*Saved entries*
____
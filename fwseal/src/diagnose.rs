use crate::digest::DIGEST_LEN;
use crate::error::{FormatError, TooShortSnafu};
use crate::image::ParsedImage;
use std::fmt;

/// How far from the end of the image to look for the expected checksum.
pub const TAIL_WINDOW: usize = 40;

const MIN_LEN: usize = 1 + DIGEST_LEN;

/// Compares a known-good image with an edited one and explains where the
/// checksum of the edited image should be and what it should hold.
///
/// Only `modified` has to parse; `original` is only read at its own checksum
/// slot.
///
/// # Errors
///
/// Returns [`FormatError::TooShort`] if either image cannot hold a checksum
/// and trailer, or the parse error of `modified`.
pub fn diagnose(original: &[u8], modified: &[u8]) -> Result<Diagnosis, FormatError> {
    for image in [original, modified] {
        snafu::ensure!(
            image.len() >= MIN_LEN,
            TooShortSnafu {
                len: image.len(),
                min: MIN_LEN,
            }
        );
    }

    let parsed = ParsedImage::new(modified)?;

    let segments: Vec<_> = parsed
        .segments()
        .map(|s| SegmentSummary {
            index: s.index(),
            load_address: s.load_address(),
            data_len: s.len(),
        })
        .collect();

    let expected_checksum = parsed.computed_checksum();
    let window_start = modified.len().saturating_sub(TAIL_WINDOW);
    let tail_matches = modified[window_start..]
        .iter()
        .enumerate()
        .filter(|&(_, &b)| b == expected_checksum)
        .map(|(i, _)| {
            let offset = window_start + i;
            TailMatch {
                offset,
                from_end: modified.len() - offset,
            }
        })
        .collect();

    Ok(Diagnosis {
        original: Slot::of(original),
        modified: Slot::of(modified),
        expected_checksum,
        total_data_bytes: segments.iter().map(|s| s.data_len).sum(),
        segments,
        tail_matches,
    })
}

/// Location and content of the checksum byte of one image.
#[derive(Debug, Clone, Copy, PartialEq, Eq)]
pub struct Slot {
    pub len: usize,
    pub trailer_start: usize,
    pub checksum_offset: usize,
    pub checksum: u8,
}

impl Slot {
    fn of(image: &[u8]) -> Self {
        let trailer_start = image.len() - DIGEST_LEN;
        Self {
            len: image.len(),
            trailer_start,
            checksum_offset: trailer_start - 1,
            checksum: image[trailer_start - 1],
        }
    }
}

#[derive(Debug, Clone, Copy, PartialEq, Eq)]
pub struct SegmentSummary {
    pub index: usize,
    pub load_address: u32,
    pub data_len: usize,
}

/// A byte near the end of the image equal to the expected checksum.
#[derive(Debug, Clone, Copy, PartialEq, Eq)]
pub struct TailMatch {
    pub offset: usize,
    pub from_end: usize,
}

/// Result of [`diagnose()`].
#[derive(Debug, Clone, PartialEq, Eq)]
#[must_use]
pub struct Diagnosis {
    pub original: Slot,
    pub modified: Slot,
    pub expected_checksum: u8,
    pub segments: Vec<SegmentSummary>,
    pub total_data_bytes: usize,
    pub tail_matches: Vec<TailMatch>,
}

impl Diagnosis {
    /// Returns `true` if the edited image already stores the expected checksum.
    #[must_use]
    pub fn checksum_slot_ok(&self) -> bool {
        self.modified.checksum == self.expected_checksum
    }

    /// Returns `true` if both images are the same size, so their checksum
    /// slots are at the same offset.
    #[must_use]
    pub fn same_layout(&self) -> bool {
        self.original.len == self.modified.len
    }
}

impl fmt::Display for Diagnosis {
    fn fmt(&self, f: &mut fmt::Formatter<'_>) -> fmt::Result {
        writeln!(f, "Original size: {}", self.original.len)?;
        writeln!(f, "Modified size: {}", self.modified.len)?;
        writeln!(f)?;

        for (name, slot) in [("Original", &self.original), ("Modified", &self.modified)] {
            writeln!(
                f,
                "{name}: image data 0x0..0x{:X}, checksum at 0x{:X} = 0x{:02X}",
                slot.trailer_start, slot.checksum_offset, slot.checksum
            )?;
        }
        writeln!(f)?;

        writeln!(f, "Segments: {}", self.segments.len())?;
        for s in &self.segments {
            writeln!(
                f,
                "  #{}: load_addr=0x{:08X}, data_len={}",
                s.index, s.load_address, s.data_len
            )?;
        }
        writeln!(f, "Total data bytes: {}", self.total_data_bytes)?;
        writeln!(
            f,
            "Expected checksum: 0x{:02X} ({})",
            self.expected_checksum,
            if self.checksum_slot_ok() {
                "matches slot"
            } else {
                "slot differs"
            }
        )?;
        writeln!(f)?;

        write!(
            f,
            "Occurrences of 0x{:02X} in the last {TAIL_WINDOW} bytes:",
            self.expected_checksum
        )?;
        if self.tail_matches.is_empty() {
            write!(f, " none")?;
        }
        for m in &self.tail_matches {
            write!(f, "\n  0x{:X} (byte -{} from end)", m.offset, m.from_end)?;
        }

        Ok(())
    }
}

#[cfg(test)]
mod tests {
    use super::*;
    use crate::reseal::reseal;

    fn sealed() -> Vec<u8> {
        let mut data = vec![0xE9, 0x01];
        data.resize(24, 0);
        data.extend(0x4200_0020u32.to_le_bytes());
        data.extend(4u32.to_le_bytes());
        data.extend([0x11, 0x22, 0x33, 0x44]);
        data.extend([0u8; 33]);
        reseal(&data).unwrap()
    }

    #[test]
    fn sealed_image_matches_itself() {
        let image = sealed();
        let diagnosis = diagnose(&image, &image).unwrap();

        assert!(diagnosis.checksum_slot_ok());
        assert!(diagnosis.same_layout());
        assert_eq!(diagnosis.total_data_bytes, 4);
        assert_eq!(diagnosis.expected_checksum, 0xEF ^ 0x11 ^ 0x22 ^ 0x33 ^ 0x44);
        assert_eq!(diagnosis.modified.checksum_offset, image.len() - 33);
        assert!(diagnosis.tail_matches.contains(&TailMatch {
            offset: image.len() - 33,
            from_end: 33,
        }));
    }

    #[test]
    fn edited_image_has_stale_slot() {
        let original = sealed();
        let mut modified = original.clone();
        modified[32] = 0x00;

        let diagnosis = diagnose(&original, &modified).unwrap();
        assert!(!diagnosis.checksum_slot_ok());
        assert_eq!(diagnosis.original.checksum, diagnosis.modified.checksum);
        assert_eq!(diagnosis.expected_checksum, 0xEF ^ 0x22 ^ 0x33 ^ 0x44);
        assert!(diagnosis.to_string().contains("slot differs"));
    }

    #[test]
    fn rejects_short_images() {
        let image = sealed();
        let err = diagnose(&image[..32], &image).unwrap_err();
        assert_eq!(err, FormatError::TooShort { len: 32, min: 33 });
    }

    #[test]
    fn reports_modified_parse_error() {
        let image = sealed();
        let mut broken = image.clone();
        broken[0] = 0x00;

        let err = diagnose(&image, &broken).unwrap_err();
        assert_eq!(err, FormatError::BadMagic { found: 0x00 });
    }
}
____
*Task goal*
Each line of the entries above that has the word "writeln" is to be copied.

*Written response*
        writeln!(f, "Original size: {}", self.original.len)?;
        writeln!(f, "Modified size: {}", self.modified.len)?;
        writeln!(f)?;
            writeln!(
        writeln!(f)?;
        writeln!(f, "Segments: {}", self.segments.len())?;
            writeln!(
        writeln!(f, "Total data bytes: {}", self.total_data_bytes)?;
        writeln!(
        writeln!(f)?;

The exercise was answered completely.